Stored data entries
=-=-=
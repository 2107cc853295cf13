//! Realtime Bridge: one WebSocket connection to the backend's change feed.
//!
//! Each watched table is joined as a `realtime:{schema}:{table}` topic and
//! every matching INSERT/UPDATE frame is collapsed into a payload-less
//! [`RealtimeEvent::Changed`] signal; row payloads are logged at debug
//! level only and never forwarded. Connection lifecycle is part of the
//! emitted stream (`Connected` / `Disconnected` / `Error`) instead of
//! being swallowed by callbacks, and a dropped connection is re-established
//! automatically with exponential backoff.

use crate::chat::error::{ChatError, ChatResult};
use futures_util::{SinkExt, StreamExt};
use std::time::Duration;
use tokio::sync::mpsc;
use tokio::task::JoinHandle;
use tokio::time::{interval, sleep};
use tokio_tungstenite::{connect_async, tungstenite::Message as WsMessage};
use tracing::{debug, error, info, warn};

const HEARTBEAT_INTERVAL: Duration = Duration::from_secs(25);
const RECONNECT_FLOOR: Duration = Duration::from_secs(1);
const RECONNECT_CEILING: Duration = Duration::from_secs(30);
const EVENT_BUFFER: usize = 64;

/// Connection settings for the realtime endpoint.
#[derive(Clone, Debug)]
pub struct RealtimeConfig {
    /// WebSocket endpoint, e.g. `wss://example.supabase.co/realtime/v1/websocket`.
    pub ws_url: String,
    /// Project API key appended to the connection URL.
    pub api_key: String,
}

/// Change event kinds a subscription can watch.
#[derive(Clone, Copy, Debug, PartialEq, Eq)]
pub enum ChangeKind {
    Insert,
    Update,
}

impl ChangeKind {
    fn wire(self) -> &'static str {
        match self {
            ChangeKind::Insert => "INSERT",
            ChangeKind::Update => "UPDATE",
        }
    }
}

/// One watched table within a schema.
#[derive(Clone, Debug)]
pub struct TableSubscription {
    pub schema: String,
    pub table: String,
    pub events: Vec<ChangeKind>,
}

impl TableSubscription {
    /// The common subscription shape: INSERT and UPDATE on a public table.
    pub fn inserts_and_updates(schema: &str, table: &str) -> Self {
        Self {
            schema: schema.to_string(),
            table: table.to_string(),
            events: vec![ChangeKind::Insert, ChangeKind::Update],
        }
    }

    fn topic(&self) -> String {
        format!("realtime:{}:{}", self.schema, self.table)
    }

    fn watches(&self, event: &str) -> bool {
        self.events.iter().any(|kind| kind.wire() == event)
    }
}

/// Tagged stream element emitted by the bridge.
#[derive(Clone, Debug, PartialEq, Eq)]
pub enum RealtimeEvent {
    Connected,
    Disconnected,
    /// A watched table changed; carries the table name, never the payload.
    Changed(String),
    Error(String),
}

/// Handle to the running bridge; aborting it tears the connection down.
pub struct RealtimeBridge {
    task: JoinHandle<()>,
}

impl RealtimeBridge {
    /// Opens the bridge for the given subscriptions and returns the event
    /// stream. The connection task runs until the receiver is dropped or
    /// [`shutdown`](Self::shutdown) is called.
    pub fn open(
        config: RealtimeConfig,
        subscriptions: Vec<TableSubscription>,
    ) -> (Self, mpsc::Receiver<RealtimeEvent>) {
        let (tx, rx) = mpsc::channel(EVENT_BUFFER);
        let task = tokio::spawn(run(config, subscriptions, tx));
        (Self { task }, rx)
    }

    pub fn shutdown(&self) {
        self.task.abort();
    }
}

impl Drop for RealtimeBridge {
    fn drop(&mut self) {
        self.task.abort();
    }
}

/// Outer connect loop: reconnect with exponential backoff until the
/// consumer goes away.
async fn run(
    config: RealtimeConfig,
    subscriptions: Vec<TableSubscription>,
    tx: mpsc::Sender<RealtimeEvent>,
) {
    let mut backoff = RECONNECT_FLOOR;
    loop {
        if tx.is_closed() {
            return;
        }
        match connect_once(&config, &subscriptions, &tx).await {
            Ok(()) => {
                backoff = RECONNECT_FLOOR;
                warn!("[Realtime] connection closed by peer");
            }
            Err(e) => {
                error!("[Realtime] connection failed: {e}");
                let _ = tx.send(RealtimeEvent::Error(e.to_string())).await;
            }
        }
        if tx.send(RealtimeEvent::Disconnected).await.is_err() {
            return;
        }
        debug!("[Realtime] reconnecting in {backoff:?}");
        sleep(backoff).await;
        backoff = (backoff * 2).min(RECONNECT_CEILING);
    }
}

/// One connection lifetime: join topics, heartbeat, pump frames.
async fn connect_once(
    config: &RealtimeConfig,
    subscriptions: &[TableSubscription],
    tx: &mpsc::Sender<RealtimeEvent>,
) -> ChatResult<()> {
    let url = format!("{}?apikey={}&vsn=1.0.0", config.ws_url, config.api_key);
    let (ws_stream, response) = connect_async(&url)
        .await
        .map_err(|e| ChatError::Backend(format!("websocket connect: {e}")))?;
    info!(
        "[Realtime] websocket connected, status {}",
        response.status()
    );

    let (mut write, mut read) = ws_stream.split();

    for (index, subscription) in subscriptions.iter().enumerate() {
        let join = serde_json::json!({
            "topic": subscription.topic(),
            "event": "phx_join",
            "payload": {},
            "ref": (index + 1).to_string(),
        });
        write
            .send(WsMessage::Text(join.to_string()))
            .await
            .map_err(|e| ChatError::Backend(format!("topic join: {e}")))?;
        info!("[Realtime] joined topic {}", subscription.topic());
    }

    if tx.send(RealtimeEvent::Connected).await.is_err() {
        return Ok(());
    }

    let mut heartbeat = interval(HEARTBEAT_INTERVAL);
    heartbeat.tick().await; // first tick fires immediately
    let mut heartbeat_ref: u64 = 0;

    loop {
        tokio::select! {
            _ = heartbeat.tick() => {
                heartbeat_ref += 1;
                let frame = serde_json::json!({
                    "topic": "phoenix",
                    "event": "heartbeat",
                    "payload": {},
                    "ref": format!("hb-{heartbeat_ref}"),
                });
                write
                    .send(WsMessage::Text(frame.to_string()))
                    .await
                    .map_err(|e| ChatError::Backend(format!("heartbeat: {e}")))?;
            }
            frame = read.next() => match frame {
                Some(Ok(WsMessage::Text(text))) => {
                    if let Some(event) = parse_change_frame(&text, subscriptions) {
                        if tx.send(event).await.is_err() {
                            return Ok(());
                        }
                    }
                }
                Some(Ok(WsMessage::Ping(_))) | Some(Ok(WsMessage::Pong(_))) => {}
                Some(Ok(WsMessage::Close(frame))) => {
                    warn!("[Realtime] close frame: {frame:?}");
                    return Ok(());
                }
                Some(Ok(_)) => {}
                Some(Err(e)) => {
                    return Err(ChatError::Backend(format!("websocket read: {e}")));
                }
                None => return Ok(()),
            }
        }
    }
}

/// Collapses a raw change frame into `Changed(table)` when its topic and
/// event match a watched subscription; anything else (heartbeat replies,
/// join acks, unwatched events) yields `None`.
fn parse_change_frame(
    text: &str,
    subscriptions: &[TableSubscription],
) -> Option<RealtimeEvent> {
    let value: serde_json::Value = serde_json::from_str(text).ok()?;
    let event = value.get("event")?.as_str()?;
    let topic = value.get("topic")?.as_str()?;

    let subscription = subscriptions
        .iter()
        .find(|s| s.topic() == topic && s.watches(event))?;

    debug!(
        "[Realtime] {event} on {topic}, payload: {}",
        value.get("payload").unwrap_or(&serde_json::Value::Null)
    );
    Some(RealtimeEvent::Changed(subscription.table.clone()))
}
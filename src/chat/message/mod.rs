//! Messaging module: message repository, listener interface and the
//! per-conversation chat synchronization unit.

pub mod api;
pub mod listener;
pub mod models;
pub mod service;

pub use api::MessageApi;
pub use listener::{ChatListener, EmptyChatListener};
pub use models::ChatMessage;
pub use service::ChatSyncer;
//! Error taxonomy shared by the repositories and synchronization units.
//!
//! Repository failures are never retried here; they surface to the owning
//! syncer, which forwards them to its listener's error callback.

use thiserror::Error;

pub type ChatResult<T> = std::result::Result<T, ChatError>;

/// Client-side error taxonomy.
#[derive(Debug, Clone, Error)]
pub enum ChatError {
    /// A lookup matched no row (e.g. friend-add by an unknown email).
    #[error("not found: {0}")]
    NotFound(String),

    /// Bad credentials or an expired/rejected session.
    #[error("authentication failed: {0}")]
    Auth(String),

    /// Any other backend call failure (transport, HTTP status, decode).
    #[error("backend request failed: {0}")]
    Backend(String),

    /// No persisted local user id; the unit is constructible but inert.
    #[error("no local session available, client is degraded")]
    Degraded,
}

impl From<reqwest::Error> for ChatError {
    fn from(e: reqwest::Error) -> Self {
        ChatError::Backend(e.to_string())
    }
}

impl From<serde_json::Error> for ChatError {
    fn from(e: serde_json::Error) -> Self {
        ChatError::Backend(format!("decode failed: {e}"))
    }
}

impl ChatError {
    /// True for errors that should be shown as a sign-in problem rather
    /// than a generic backend alert.
    pub fn is_auth(&self) -> bool {
        matches!(self, ChatError::Auth(_))
    }
}
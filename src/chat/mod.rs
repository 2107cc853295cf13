//! Chat client core modules.

pub mod auth;
pub mod client;
pub mod error;
pub mod friend;
pub mod gateway;
pub mod message;
pub mod realtime;
pub mod session;
//! End-to-end synchronization flows against an in-process fake backend.
//!
//! The fake speaks just enough HTTP for the gateway: profile selects,
//! message inserts, the `insert_friend` / `fetch_messages2` functions and
//! the password sign-in endpoint. Realtime change signals are driven by
//! calling the syncers' `on_change_signal` directly, which is exactly what
//! the client's dispatch loop does.

use chatblur_sdk_core::chat::error::ChatError;
use chatblur_sdk_core::chat::friend::{FriendApi, FriendListener, FriendSections, FriendSyncer};
use chatblur_sdk_core::chat::gateway::{BackendGateway, GatewayConfig};
use chatblur_sdk_core::chat::message::{ChatListener, ChatMessage, ChatSyncer, MessageApi};
use chatblur_sdk_core::{ChatClient, ChatUser, ClientConfig};
use async_trait::async_trait;
use serde_json::{json, Value};
use std::collections::HashMap;
use std::sync::{Arc, Mutex};
use tokio::io::{AsyncReadExt, AsyncWriteExt};
use tokio::net::{TcpListener, TcpStream};
use uuid::Uuid;

const PASSWORD: &str = "abc123!xyz";

// ===================== fake backend =====================

#[derive(Clone)]
struct Profile {
    id: Uuid,
    username: String,
    email: String,
    friends_list: Vec<Uuid>,
    avatar_url: Option<String>,
}

impl Profile {
    fn row(&self) -> Value {
        json!({
            "id": self.id,
            "created_at": "2024-01-01T00:00:00Z",
            "updated_at": "2024-01-01T00:00:00Z",
            "username": self.username,
            "email": self.email,
            "friends_list": self.friends_list,
            "avatar_url": self.avatar_url,
        })
    }

    fn session_json(&self) -> Value {
        json!({
            "access_token": format!("token-{}", self.id),
            "refresh_token": "refresh",
            "user": { "id": self.id, "email": self.email },
        })
    }
}
//! Friends synchronization unit.
//!
//! Keeps the resolved friend list consistent with server state: on the
//! current user arriving (and on every change signal afterwards) the
//! friend-id list is fetched and every id resolved to a full profile
//! concurrently, then the collected results are sorted and published as
//! sectioned data through the registered listener.

use crate::chat::error::{ChatError, ChatResult};
use crate::chat::friend::api::FriendApi;
use crate::chat::friend::listener::FriendListener;
use crate::chat::friend::models::{sort_by_username, ChatUser, FriendSections};
use std::sync::Arc;
use tokio::sync::Mutex;
use tracing::{debug, info, warn};
use uuid::Uuid;

#[derive(Default)]
struct FriendState {
    current_user: Option<ChatUser>,
    friends: Vec<ChatUser>,
}

/// Resolves and republishes the friend list on demand and on change
/// signals. Holds the current user and the last emitted list as local
/// state; selection reads that cache by identifier, never by position.
pub struct FriendSyncer {
    api: FriendApi,
    listener: Arc<dyn FriendListener>,
    state: Mutex<FriendState>,
}

impl FriendSyncer {
    pub fn new(api: FriendApi, listener: Arc<dyn FriendListener>) -> Self {
        Self {
            api,
            listener,
            state: Mutex::new(FriendState::default()),
        }
    }

    /// Adopts the resolved current user and runs the initial
    /// fetch-and-resolve pass.
    pub async fn set_current_user(&self, user: ChatUser) -> ChatResult<FriendSections> {
        info!("[FriendSync] current user {} ({})", user.username, user.id);
        self.state.lock().await.current_user = Some(user);
        self.refresh().await
    }

    /// Re-runs the fetch-and-resolve sequence against the cached current
    /// user and publishes the result.
    pub async fn refresh(&self) -> ChatResult<FriendSections> {
        let me = {
            let state = self.state.lock().await;
            state.current_user.clone().ok_or(ChatError::Degraded)?
        };

        let ids = self.api.fetch_friend_ids(me.id).await?;
        debug!("[FriendSync] resolving {} friend ids", ids.len());

        // Fan-out: one concurrent fetch per id, joined back before emission.
        let mut tasks = Vec::with_capacity(ids.len());
        for id in ids {
            let api = self.api.clone();
            tasks.push(tokio::spawn(async move { api.fetch_profile(id).await }));
        }
        let mut friends = Vec::with_capacity(tasks.len());
        for task in tasks {
            let profile = task
                .await
                .map_err(|e| ChatError::Backend(format!("resolve task: {e}")))??;
            friends.push(profile);
        }

        // Completion order among the fan-out tasks is not deterministic;
        // the post-join sort is.
        sort_by_username(&mut friends);

        let sections = FriendSections {
            me,
            friends: friends.clone(),
        };
        self.state.lock().await.friends = friends;
        self.listener.on_friends_changed(sections.clone()).await;
        info!(
            "[FriendSync] published {} friends",
            sections.friends.len()
        );
        Ok(sections)
    }

    /// Reacts to a change signal on the profiles table. Errors are routed
    /// to the listener; repeated signals with unchanged backend state
    /// republish the identical list.
    pub async fn on_change_signal(&self) {
        if let Err(e) = self.refresh().await {
            warn!("[FriendSync] refresh on change signal failed: {e}");
            self.listener.on_error(e).await;
        }
    }

    /// Adds a friend by email. An unknown email is a typed `NotFound`,
    /// surfaced to both the caller and the listener; a match triggers one
    /// `insert_friend` call followed by a refresh.
    pub async fn add_friend(&self, email: &str) -> ChatResult<ChatUser> {
        let me_id = {
            let state = self.state.lock().await;
            state
                .current_user
                .as_ref()
                .map(|u| u.id)
                .ok_or(ChatError::Degraded)?
        };

        let result = self.add_friend_inner(me_id, email).await;
        match result {
            Ok(friend) => {
                self.listener.on_friend_added(friend.clone()).await;
                Ok(friend)
            }
            Err(e) => {
                warn!("[FriendSync] add friend {email} failed: {e}");
                self.listener.on_error(e.clone()).await;
                Err(e)
            }
        }
    }

    async fn add_friend_inner(&self, me_id: Uuid, email: &str) -> ChatResult<ChatUser> {
        let friend = self
            .api
            .fetch_profile_by_email(email)
            .await?
            .ok_or_else(|| ChatError::NotFound(format!("no user with email {email}")))?;

        self.api.insert_friend(me_id, friend.id).await?;
        self.refresh().await?;
        Ok(friend)
    }

    /// Replaces the current user's avatar reference, then refetches the
    /// own profile and republishes so the "Me" section shows the new
    /// avatar without waiting for a change signal.
    pub async fn update_avatar(&self, avatar_url: &str) -> ChatResult<()> {
        let me_id = {
            let state = self.state.lock().await;
            state
                .current_user
                .as_ref()
                .map(|u| u.id)
                .ok_or(ChatError::Degraded)?
        };

        self.api.update_avatar_url(me_id, avatar_url).await?;
        let me = self.api.fetch_profile(me_id).await?;
        info!("[FriendSync] avatar updated for {}", me.username);
        self.state.lock().await.current_user = Some(me);
        self.refresh().await?;
        Ok(())
    }

    /// Resolves a selected friend row from the last emitted list by
    /// identifier, so a refetch completing between selection and lookup
    /// cannot hand back the wrong user.
    pub async fn select_friend(&self, id: Uuid) -> Option<ChatUser> {
        let state = self.state.lock().await;
        state.friends.iter().find(|f| f.id == id).cloned()
    }

    /// Snapshot of the last emitted sectioned data, if any.
    pub async fn sections(&self) -> Option<FriendSections> {
        let state = self.state.lock().await;
        let me = state.current_user.clone()?;
        Some(FriendSections {
            me,
            friends: state.friends.clone(),
        })
    }

    /// Cached current-user id, once resolved.
    pub async fn current_user_id(&self) -> Option<Uuid> {
        self.state.lock().await.current_user.as_ref().map(|u| u.id)
    }
}
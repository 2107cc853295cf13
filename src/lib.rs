pub mod chat;

// Re-export the types most callers need.
pub use chat::{
    auth::Session,
    client::{ChatClient, ClientConfig},
    error::{ChatError, ChatResult},
    friend::{ChatUser, FriendListener, FriendSections, FriendSyncer},
    gateway::{BackendGateway, GatewayConfig},
    message::{ChatListener, ChatMessage, ChatSyncer},
    realtime::{RealtimeBridge, RealtimeConfig, RealtimeEvent, TableSubscription},
    session::SessionStore,
};
//! Chat listener callback interface.

use crate::chat::error::ChatError;
use crate::chat::message::models::ChatMessage;
use async_trait::async_trait;

/// Callbacks fired by a chat synchronization unit.
#[async_trait]
pub trait ChatListener: Send + Sync {
    /// The displayable message list changed (initial fetch, refetch on a
    /// change signal, or an optimistic local append).
    async fn on_messages_changed(&self, messages: Vec<ChatMessage>);

    /// A sent message was accepted by the backend.
    async fn on_message_sent(&self, message: ChatMessage);

    /// A fetch or send failed.
    async fn on_error(&self, error: ChatError);
}

/// Default no-op implementation.
pub struct EmptyChatListener;

#[async_trait]
impl ChatListener for EmptyChatListener {
    async fn on_messages_changed(&self, _messages: Vec<ChatMessage>) {}
    async fn on_message_sent(&self, _message: ChatMessage) {}
    async fn on_error(&self, _error: ChatError) {}
}
//! Chat message model.

use chrono::{DateTime, Utc};
use serde::{Deserialize, Serialize};
use uuid::Uuid;

/// A row of the `messages` table. Immutable once created; there is no
/// edit or delete path.
#[derive(Debug, Clone, PartialEq, Serialize, Deserialize)]
pub struct ChatMessage {
    pub id: Uuid,
    pub created_at: DateTime<Utc>,
    pub sender: Uuid,
    pub receiver: Uuid,
    pub message: String,
    #[serde(default)]
    pub image: Option<String>,
    #[serde(default)]
    pub video: Option<String>,
}

impl ChatMessage {
    /// Builds a fresh text message: new id, current timestamp, no media.
    pub fn text(sender: Uuid, receiver: Uuid, body: impl Into<String>) -> Self {
        Self {
            id: Uuid::new_v4(),
            created_at: Utc::now(),
            sender,
            receiver,
            message: body.into(),
            image: None,
            video: None,
        }
    }
}
//! Message Repository: insert into the `messages` table and fetch the
//! thread between two participants via the backend-side aggregation
//! function. Single round trips, no caching, no retries.

use crate::chat::error::ChatResult;
use crate::chat::gateway::BackendGateway;
use crate::chat::message::models::ChatMessage;
use std::sync::Arc;
use tracing::debug;
use uuid::Uuid;

const MESSAGES_TABLE: &str = "messages";
const FETCH_MESSAGES_FN: &str = "fetch_messages2";

/// Message calls against the Backend Gateway.
#[derive(Clone)]
pub struct MessageApi {
    gateway: Arc<BackendGateway>,
}

impl MessageApi {
    pub fn new(gateway: Arc<BackendGateway>) -> Self {
        Self { gateway }
    }

    /// Inserts one message row.
    pub async fn insert_message(&self, message: &ChatMessage) -> ChatResult<()> {
        self.gateway.insert(MESSAGES_TABLE, message).await
    }

    /// Fetches the full bidirectional thread between the two ids. The
    /// backend function is thread-scoped: it returns messages in both
    /// directions regardless of which id is passed as sender.
    pub async fn fetch_thread(
        &self,
        sender: Uuid,
        receiver: Uuid,
    ) -> ChatResult<Vec<ChatMessage>> {
        let thread: Vec<ChatMessage> = self
            .gateway
            .rpc(
                FETCH_MESSAGES_FN,
                &serde_json::json!({
                    "message_sender": sender,
                    "message_receiver": receiver,
                }),
            )
            .await?;
        debug!(
            "[MessageAPI] thread {sender} <-> {receiver}: {} messages",
            thread.len()
        );
        Ok(thread)
    }
}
=-=-=
#### WORK REQUEST
In the entries above, find each line with the word "signals" and return it.

#### ANSWER BELOW
//! the password sign-in endpoint. Realtime change signals are driven by
/// signals. Holds the current user and the last emitted list as local
    /// to the listener; repeated signals with unchanged backend state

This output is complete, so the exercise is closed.